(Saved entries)

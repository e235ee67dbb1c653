use std::fs;
use std::path::PathBuf;

use tracing::info;

use super::Flow;
use crate::core::params::DesignOptions;
use crate::error::{Error, Result};
use crate::io::process::{Capture, ToolRunner};
use crate::types::Architecture;

impl<R: ToolRunner> Flow<R> {
    /// Turn the pin constraints into a placement file VPR can fix clusters
    /// with. Returns the path passed to `--fix_clusters`.
    pub fn generate_constraints(&mut self, opts: &DesignOptions) -> Result<PathBuf> {
        let arch = self.config.arch;
        let arch_info = self.files.arch_info(arch, &opts.device)?;
        let pin_map = self.files.pinmap(&arch_info, opts.part.as_deref())?;
        let python_env = self.files.python_env(arch)?;
        let net = opts.net_file();

        match arch {
            Architecture::Ice40 => {
                let ioplace = PathBuf::from(format!("{}.io.place", self.config.project));
                let inv = self
                    .tool("python3")
                    .arg(self.files.arch_script(arch, "ice40_create_ioplace.py"))
                    .arg("--blif")
                    .arg(&opts.eblif)
                    .arg("--net")
                    .arg(&net)
                    .arg("--map")
                    .arg(&pin_map)
                    .opt_arg("--pcf", opts.pcf.as_ref())
                    .arg("--out")
                    .arg(&ioplace)
                    .envs(&python_env);
                self.runner.run(&inv, Capture::Inherit)?;

                info!("I/O placement: {}", ioplace.display());
                Ok(ioplace)
            }
            Architecture::Xc7 => {
                let grid_map = arch_info
                    .vpr_grid_map
                    .clone()
                    .ok_or_else(|| Error::missing("vpr_grid_map"))?;

                let ioplace = PathBuf::from(format!("{}.ioplace", self.config.project));
                let ioplace_inv = self
                    .tool("python3")
                    .arg(self.files.script("create_ioplace.py"))
                    .arg("--blif")
                    .arg(&opts.eblif)
                    .arg("--net")
                    .arg(&net)
                    .arg("--map")
                    .arg(&pin_map)
                    .opt_arg("--pcf", opts.pcf.as_ref())
                    .envs(&python_env);
                let ioplace_data = self.runner.run(&ioplace_inv, Capture::Stdout)?;
                fs::write(self.work_path(&ioplace), &ioplace_data.stdout)?;

                let constraints = self.config.project_file("constraints.place");
                let constraints_inv = self
                    .tool("python3")
                    .arg(self.files.script("create_place_constraints.py"))
                    .arg("--blif")
                    .arg(&opts.eblif)
                    .arg("--net")
                    .arg(&net)
                    .arg("--vpr_grid_map")
                    .arg(&grid_map)
                    .arg("--input")
                    .arg(&ioplace)
                    .envs(&python_env);
                let constraints_data = self.runner.run(&constraints_inv, Capture::Stdout)?;
                fs::write(self.work_path(&constraints), &constraints_data.stdout)?;

                info!("Placement constraints: {}", constraints.display());
                Ok(constraints)
            }
        }
    }
}
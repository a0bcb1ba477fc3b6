//! SmsPool HTTP client.

use crate::errors::{ProviderError, ProviderResult};
use crate::http::HttpClient;
use secrecy::{ExposeSecret, SecretString};
use serde::{Deserialize, Deserializer};
use url::Url;

/// Default SmsPool API root.
pub const DEFAULT_API_URL: &str = "https://api.smspool.net";

/// Order is waiting for a message.
pub const STATUS_PENDING: u8 = 1;
/// Order has expired on the vendor side.
pub const STATUS_EXPIRED: u8 = 2;
/// A message has been received.
pub const STATUS_COMPLETED: u8 = 3;
/// Order was cancelled and refunded by the vendor.
pub const STATUS_REFUNDED: u8 = 6;

/// Numeric fields arrive as either JSON numbers or quoted strings.
fn de_flex_f64<'de, D: Deserializer<'de>>(de: D) -> Result<f64, D::Error> {
    #[derive(Deserialize)]
    #[serde(untagged)]
    enum Flex {
        Num(f64),
        Str(String),
    }
    match Flex::deserialize(de)? {
        Flex::Num(n) => Ok(n),
        Flex::Str(s) => s.parse().map_err(serde::de::Error::custom),
    }
}

fn de_flex_f64_opt<'de, D: Deserializer<'de>>(de: D) -> Result<Option<f64>, D::Error> {
    #[derive(Deserialize)]
    struct Wrap(#[serde(deserialize_with = "de_flex_f64")] f64);
    Ok(Option::<Wrap>::deserialize(de)?.map(|w| w.0))
}

fn de_flex_string_opt<'de, D: Deserializer<'de>>(de: D) -> Result<Option<String>, D::Error> {
    #[derive(Deserialize)]
    #[serde(untagged)]
    enum Flex {
        Num(i64),
        Str(String),
    }
    Ok(Option::<Flex>::deserialize(de)?.map(|f| match f {
        Flex::Num(n) => n.to_string(),
        Flex::Str(s) => s,
    }))
}

#[derive(Debug, Clone, Deserialize)]
pub struct PurchaseReply {
    pub success: u8,
    #[serde(default, deserialize_with = "de_flex_string_opt")]
    pub order_id: Option<String>,
    #[serde(default, deserialize_with = "de_flex_string_opt")]
    pub number: Option<String>,
    #[serde(default, deserialize_with = "de_flex_f64_opt")]
    pub cost: Option<f64>,
    /// Seconds until the order expires.
    #[serde(default)]
    pub expires_in: Option<i64>,
    #[serde(default)]
    pub message: Option<String>,
}

#[derive(Debug, Clone, Deserialize)]
pub struct CheckReply {
    pub status: u8,
    #[serde(default, deserialize_with = "de_flex_string_opt")]
    pub sms: Option<String>,
}

#[derive(Debug, Clone, Deserialize)]
struct CancelReply {
    success: u8,
}

#[derive(Debug, Clone, Deserialize)]
struct BalanceReply {
    #[serde(deserialize_with = "de_flex_f64")]
    balance: f64,
}

#[derive(Debug, Clone, Deserialize)]
pub struct CountryEntry {
    #[serde(rename = "ID")]
    pub id: u32,
    pub name: String,
    #[serde(default)]
    pub short_name: Option<String>,
}

#[derive(Debug, Clone, Deserialize)]
pub struct PricingEntry {
    #[serde(default, deserialize_with = "de_flex_string_opt")]
    pub service: Option<String>,
    #[serde(deserialize_with = "de_flex_f64")]
    pub price: f64,
    #[serde(default)]
    pub amount: u32,
}

/// HTTP client for the SmsPool API.
#[derive(Clone)]
pub struct SmsPoolClient {
    http: HttpClient,
    api_key: SecretString,
    endpoint: Url,
}

impl std::fmt::Debug for SmsPoolClient {
    fn fmt(&self, f: &mut std::fmt::Formatter<'_>) -> std::fmt::Result {
        f.debug_struct("SmsPoolClient")
            .field("endpoint", &self.endpoint)
            .field("api_key", &"[REDACTED]")
            .finish()
    }
}

impl SmsPoolClient {
    /// Create a client against the given API root.
    pub fn new(endpoint: Url, api_key: SecretString, http: HttpClient) -> Self {
        Self {
            http,
            api_key,
            endpoint,
        }
    }

    fn url(&self, path: &str) -> ProviderResult<Url> {
        self.endpoint
            .join(path)
            .map_err(|e| ProviderError::Parse(format!("bad smspool path {path}: {e}")))
    }

    async fn post<T: serde::de::DeserializeOwned>(
        &self,
        path: &str,
        mut form: Vec<(&'static str, String)>,
    ) -> ProviderResult<T> {
        form.push(("key", self.api_key.expose_secret().to_string()));
        let url = self.url(path)?;
        self.http.post_form(url, &form).await
    }

    /// Purchase a one-time SMS number.
    #[tracing::instrument(name = "SmsPoolClient::purchase", skip_all, fields(country, service))]
    pub async fn purchase(&self, country: &str, service: &str) -> ProviderResult<PurchaseReply> {
        self.post(
            "/purchase/sms",
            vec![
                ("country", country.to_string()),
                ("service", service.to_string()),
            ],
        )
        .await
    }

    /// Check an order for a received message.
    #[tracing::instrument(name = "SmsPoolClient::check", skip_all, fields(order_id))]
    pub async fn check(&self, order_id: &str) -> ProviderResult<CheckReply> {
        self.post("/sms/check", vec![("orderid", order_id.to_string())])
            .await
    }

    /// Cancel an order; true when the vendor accepts.
    #[tracing::instrument(name = "SmsPoolClient::cancel", skip_all, fields(order_id))]
    pub async fn cancel(&self, order_id: &str) -> ProviderResult<bool> {
        let reply: CancelReply = self
            .post("/sms/cancel", vec![("orderid", order_id.to_string())])
            .await?;
        Ok(reply.success == 1)
    }

    /// Account balance in USD.
    pub async fn balance(&self) -> ProviderResult<f64> {
        let reply: BalanceReply = self.post("/request/balance", vec![]).await?;
        Ok(reply.balance)
    }

    /// Every country the vendor serves.
    pub async fn countries(&self) -> ProviderResult<Vec<CountryEntry>> {
        self.post("/country/retrieve_all", vec![]).await
    }

    /// Price listing scoped to one country.
    pub async fn pricing(&self, country: &str) -> ProviderResult<Vec<PricingEntry>> {
        self.post("/request/pricing", vec![("country", country.to_string())])
            .await
    }
}
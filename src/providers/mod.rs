//! Vendor adapters.
//!
//! Every vendor is wrapped in an adapter that exposes the same
//! capability set through [`SmsProvider`]: list countries, list
//! services with prices, rent a number, poll for the code, cancel, and
//! read the vendor balance. Vendor-specific errors are folded into
//! [`crate::errors::ProviderError`] so the dispatcher can treat every
//! failure uniformly.

pub mod adapter;
pub mod dassy;
pub mod five_sim;
pub mod handler_api;
pub mod sms_pool;
pub mod text_verified;
pub mod tiger_sms;
pub mod traits;

pub use adapter::ProviderAdapter;
pub use traits::{ProviderOrder, SmsProvider};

▸ **Work order**
Scan the records for lines that hold "CancelReply", and reproduce each one you find.

▸ **Result of this task**
struct CancelReply {
        let reply: CancelReply = self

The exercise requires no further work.